Is there a piece of Mendel that you hold on to, that is still in your body, or that you feel you took with you after the show closed?
I adore Mendel and I adored his gumption. Ultimately he's a pretty unethical guy. But his ability to listen was also just really helpful for me in, in the show. He did teach me to be more present. I have to say—not many people know this, but I sort of always have one foot in the psychology world. Back in 2013, I applied to Columbia for psychology. I was going to go get my postbac certificate and then go and get my PhD. Then all of a sudden my career took off and I had to defer my acceptance and never went. That was just like a weird connection because then all of a sudden I was playing a therapist on stage
I feel in the theater industry particularly we can take Pride and Pride month for granted because the culture is so prevalent in our industry. But tell me about the importance of celebrating Pride and celebrating it so visibly.
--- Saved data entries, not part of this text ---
//! Motion data model and multiscale representations
//!
//! A motion is a frames × channels matrix. Rows are frames in temporal order;
//! the channel layout is opaque to the synthesis core apart from the optional
//! root translation channels.

/// Channel layout and root channel indices
pub mod layout;
/// Coarse-to-fine level construction
pub mod pyramid;
/// Temporal resampling preserving channel semantics
pub mod resample;
/// Conversion between root velocity and absolute root position
pub mod trajectory;

pub use layout::{ChannelLayout, RootChannels};

use crate::io::configuration::DEFAULT_FRAME_TIME;
use crate::io::error::{Result, SynthesisError, invalid_parameter};
use ndarray::{Array2, ArrayView1, ArrayView2};

/// Ordered sequence of frames sharing one channel layout
#[derive(Debug, Clone, PartialEq)]
pub struct Motion {
    data: Array2<f64>,
    layout: ChannelLayout,
    frame_time: f64,
}

impl Motion {
    /// Wrap a frames × channels matrix
    ///
    /// # Errors
    ///
    /// Returns an error if the matrix has no frames, its column count differs
    /// from the layout, or it contains non-finite values
    pub fn new(data: Array2<f64>, layout: ChannelLayout) -> Result<Self> {
        if data.nrows() == 0 {
            return Err(invalid_parameter(
                "frames",
                &0,
                &"a motion needs at least one frame",
            ));
        }
        if data.ncols() != layout.channels() {
            return Err(SynthesisError::LayoutMismatch {
                expected: layout.to_string(),
                found: format!("{} channels", data.ncols()),
            });
        }
        if let Some(pos) = data.iter().position(|v| !v.is_finite()) {
            let frame = pos / data.ncols();
            return Err(invalid_parameter(
                "frames",
                &frame,
                &"motion contains non-finite values",
            ));
        }
        Ok(Self {
            data,
            layout,
            frame_time: DEFAULT_FRAME_TIME,
        })
    }

    /// Set the duration of one frame in seconds
    ///
    /// # Errors
    ///
    /// Returns an error if `frame_time` is not a positive finite number
    pub fn with_frame_time(mut self, frame_time: f64) -> Result<Self> {
        if !(frame_time.is_finite() && frame_time > 0.0) {
            return Err(invalid_parameter(
                "frame_time",
                &frame_time,
                &"must be a positive number of seconds",
            ));
        }
        self.frame_time = frame_time;
        Ok(self)
    }

    /// Build a motion with the same layout and frame time from new data
    ///
    /// # Errors
    ///
    /// Returns an error if `data` does not satisfy [`Motion::new`]
    pub fn with_data(&self, data: Array2<f64>) -> Result<Self> {
        Self::new(data, self.layout)?.with_frame_time(self.frame_time)
    }

    /// Number of frames
    pub fn frames(&self) -> usize {
        self.data.nrows()
    }

    /// Number of channels per frame
    pub const fn channels(&self) -> usize {
        self.layout.channels()
    }

    /// Channel layout of every frame
    pub const fn layout(&self) -> ChannelLayout {
        self.layout
    }

    /// Duration of one frame in seconds
    pub const fn frame_time(&self) -> f64 {
        self.frame_time
    }

    /// Frames × channels view of the data
    pub fn view(&self) -> ArrayView2<'_, f64> {
        self.data.view()
    }

    /// Borrow the underlying matrix
    pub const fn data(&self) -> &Array2<f64> {
        &self.data
    }

    /// Single frame, if `index` is in range
    pub fn frame(&self, index: usize) -> Option<ArrayView1<'_, f64>> {
        (index < self.frames()).then(|| self.data.row(index))
    }

    /// Release the underlying matrix
    pub fn into_data(self) -> Array2<f64> {
        self.data
    }
}
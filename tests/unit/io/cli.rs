//! Tests for command-line interface parsing and file processing

#[cfg(test)]
mod tests {
    use crate::walk_motion;
    use clap::Parser;
    use patchmotion::io::cli::{Cli, FileProcessor};
    use patchmotion::io::configuration::{DEFAULT_SEED, OutputLength, SynthesisConfig};
    use patchmotion::io::motion_file::{load_motion, save_motion};
    use patchmotion::math::interpolation::ResampleKernel;
    use std::io::Write;
    use std::path::{Path, PathBuf};

    // Tests CLI parsing with only required target file argument
    // Verified by changing default values to ensure defaults are used
    #[test]
    fn test_cli_parse_minimal_args() {
        let cli = Cli::parse_from(["program", "walk.json"]);

        assert_eq!(cli.target, PathBuf::from("walk.json"));
        assert!(cli.seed.is_none());
        assert!(cli.num_frames.is_none());
        assert!(!cli.quiet);
        assert!(!cli.report);

        let config = cli.config().expect("config");
        assert_eq!(config, SynthesisConfig::default());
        assert_eq!(config.seed, DEFAULT_SEED);
    }

    // Tests command-line values override configuration defaults
    // Verified by skipping the keyframe override block
    #[test]
    fn test_cli_overrides() {
        let cli = Cli::parse_from([
            "program",
            "walk.json",
            "--seed",
            "123",
            "--num-frames",
            "2x",
            "--patch-size",
            "7",
            "--resample-kernel",
            "cubic",
            "--keyframe-first-n",
            "4",
            "--keyframe-start",
            "-10",
            "--keyframe-end",
            "-1",
            "--velocity-profile",
            "linear_decel",
            "--start-speed",
            "2.0",
            "--velocity-aware-search",
            "--no-velo",
        ]);
        let config = cli.config().expect("config");

        assert_eq!(config.seed, 123);
        assert_eq!(config.num_frames, Some(OutputLength::Multiple(2.0)));
        assert_eq!(config.patch_size, 7);
        assert_eq!(config.resample_kernel, ResampleKernel::Cubic);
        assert!(!config.use_velo);
        assert!(config.use_velocity_aware_search);

        let keyframes = config.keyframes.expect("keyframes");
        assert_eq!(keyframes.first_n, Some(4));
        assert_eq!(keyframes.start, Some(-10));
        assert_eq!(keyframes.end, Some(-1));

        let profile = config.velocity_profile.expect("profile");
        assert_eq!(profile.profile_type, "linear_decel");
        assert!((profile.start_speed - 2.0).abs() < 1e-15);
    }

    // Tests speed options without a profile leave the configuration alone
    // Verified by creating a profile from --start-speed
    #[test]
    fn test_speed_without_profile() {
        let cli = Cli::parse_from(["program", "walk.json", "--start-speed", "3.0"]);
        assert!(cli.config().expect("config").velocity_profile.is_none());
    }

    // Tests invalid option values are rejected by the parser
    // Verified by accepting any kernel name
    #[test]
    fn test_cli_rejects_invalid_values() {
        assert!(
            Cli::try_parse_from(["program", "walk.json", "--resample-kernel", "sinc"]).is_err()
        );
        assert!(Cli::try_parse_from(["program", "walk.json", "--num-frames", "lots"]).is_err());
        assert!(Cli::try_parse_from(["program"]).is_err());
    }

    // Tests file skip behavior and progress display flags
    // Verified by inverting boolean logic in skip_existing method
    #[test]
    fn test_flag_logic() {
        let cli_default = Cli::parse_from(["program", "walk.json"]);
        assert!(cli_default.skip_existing());
        assert!(cli_default.should_show_progress());

        let cli_flags = Cli::parse_from(["program", "walk.json", "-n", "-q"]);
        assert!(!cli_flags.skip_existing());
        assert!(!cli_flags.should_show_progress());
    }

    // Tests command-line values win over a configuration file
    // Verified by applying the file after the overrides
    #[test]
    fn test_config_file_with_override() {
        let mut file = tempfile::NamedTempFile::new().expect("temp file");
        writeln!(file, "seed = 7\npatch_size = 9").expect("write");
        let path = file.path().to_string_lossy().to_string();

        let cli = Cli::parse_from(["program", "walk.json", "--config", path.as_str(), "--seed", "8"]);
        let config = cli.config().expect("config");
        assert_eq!(config.seed, 8);
        assert_eq!(config.patch_size, 9);
    }

    // Tests output naming follows the seed and output directory
    // Verified by omitting zero padding of the seed
    #[test]
    fn test_output_path() {
        let cli = Cli::parse_from(["program", "clips/walk.json"]);
        let processor = FileProcessor::new(cli).expect("processor");
        assert_eq!(
            processor.output_path(Path::new("clips/walk.json")),
            PathBuf::from("clips/walk_syn_seed000042.json")
        );

        let cli = Cli::parse_from(["program", "clips/walk.json", "-o", "out", "-s", "7"]);
        let processor = FileProcessor::new(cli).expect("processor");
        assert_eq!(
            processor.output_path(Path::new("clips/walk.json")),
            PathBuf::from("out/walk_syn_seed000007.json")
        );
    }

    // Tests directory scanning skips outputs, other files and finished inputs
    // Verified by listing outputs as inputs
    #[test]
    fn test_collect_files() {
        let dir = tempfile::tempdir().expect("temp dir");
        for name in ["a.json", "b.json", "b_syn_seed000042.json", "notes.txt"] {
            std::fs::write(dir.path().join(name), "{}").expect("write");
        }
        let target = dir.path().to_string_lossy().to_string();

        let cli = Cli::parse_from(["program", target.as_str()]);
        let files = FileProcessor::new(cli).expect("processor").collect_files().expect("files");
        assert_eq!(files, vec![dir.path().join("a.json")]);

        let cli = Cli::parse_from(["program", target.as_str(), "--no-skip"]);
        let files = FileProcessor::new(cli).expect("processor").collect_files().expect("files");
        assert_eq!(files, vec![dir.path().join("a.json"), dir.path().join("b.json")]);
    }

    // Tests non-motion targets are rejected
    // Verified by accepting any existing file
    #[test]
    fn test_collect_rejects_other_targets() {
        let dir = tempfile::tempdir().expect("temp dir");
        let text_file = dir.path().join("notes.txt");
        std::fs::write(&text_file, "hello").expect("write");

        let target = text_file.to_string_lossy().to_string();
        let cli = Cli::parse_from(["program", target.as_str()]);
        assert!(FileProcessor::new(cli).expect("processor").collect_files().is_err());

        let cli = Cli::parse_from(["program", "/nonexistent/walk.json"]);
        assert!(FileProcessor::new(cli).expect("processor").collect_files().is_err());
    }

    // Tests a full run writes a synthesized motion next to the input
    // Verified by skipping save_motion
    #[test]
    fn test_process_writes_output() {
        let dir = tempfile::tempdir().expect("temp dir");
        let input = dir.path().join("walk.json");
        save_motion(&input, &walk_motion(40, 3, 0.4)).expect("save");
        let target = input.to_string_lossy().to_string();

        let cli = Cli::parse_from([
            "program",
            target.as_str(),
            "--quiet",
            "--report",
            "--patch-size",
            "5",
            "--num-steps",
            "1",
            "--num-frames",
            "50",
        ]);
        let mut processor = FileProcessor::new(cli).expect("processor");
        processor.process().expect("process");

        let output = dir.path().join("walk_syn_seed000042.json");
        let motion = load_motion(&output).expect("output");
        assert_eq!(motion.frames(), 50);
        assert_eq!(motion.channels(), 6);
    }
}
This is another thing that I've been thinking a lot about, particularly this month for obvious reasons. We do take Pride month for granted. I was actually talking to Zach, my partner, about this last night. I feel like the gay community is sort of the bedrock of the theatre industry, which was just sort of exacerbated by the massive loss that we endured in the ’80s and ’90s from the AIDS epidemic that disproportionately affected our community. Because of that massive presence ofthe gay community within the theatre, Zach and I were talking about how we never really need to go to gay bars. I've never been to Fire Island. We don't really do that. I think because we are surrounded by that community every day. So it's easy for us to take it for granted. What I'm hoping happens right now, besides visibility, is intersectionality. We have to take the inevitability of gayness in our industry apart and acknowledge the intersectionality of it. We include gay people of color. [The movement] includes trans people, it includes trans people of color. It includes trans masculinity. It includes all of it. We have had a very monolithic view of what gay culture is. We are not a monolith just like the Black community is not a monolith.
Well said. Back to Falsettos, specifically, I know you all watched the Live From Lincoln Center version together. Is there anything audiences should look for? Was there a mistake caught on camera? Are there hidden Easter eggs?
I can't even remember what the lyrics are because I just always f*cked them up. There was a part at the very end, the prayer that Mendel gives over Jason at his bar mitzvah in the hospital. I never got the order of the lyrics right.
Your Hebrew school teachers are coming for you.
Bill Finn came for me enough, so like, it's fine. Also, if you listen really, really hard at the very, very, very beginning of “Four Jews in a Room Bitching” as we are coming together for that first image of us in the frame with our canes, there was this story that Andrew told of this woman. She's an actress. I'm not going to say who it is, but she told this story to Andrew, just out of the blue. She was like [in this accent], “You know, Brynna was in China with a torn meniscus...” Every night, one of us would like, say that as the murmuring and the mumbling of us kvetching and “bitching.” The night we recorded it, I'm pretty sure we all said it. Listen close.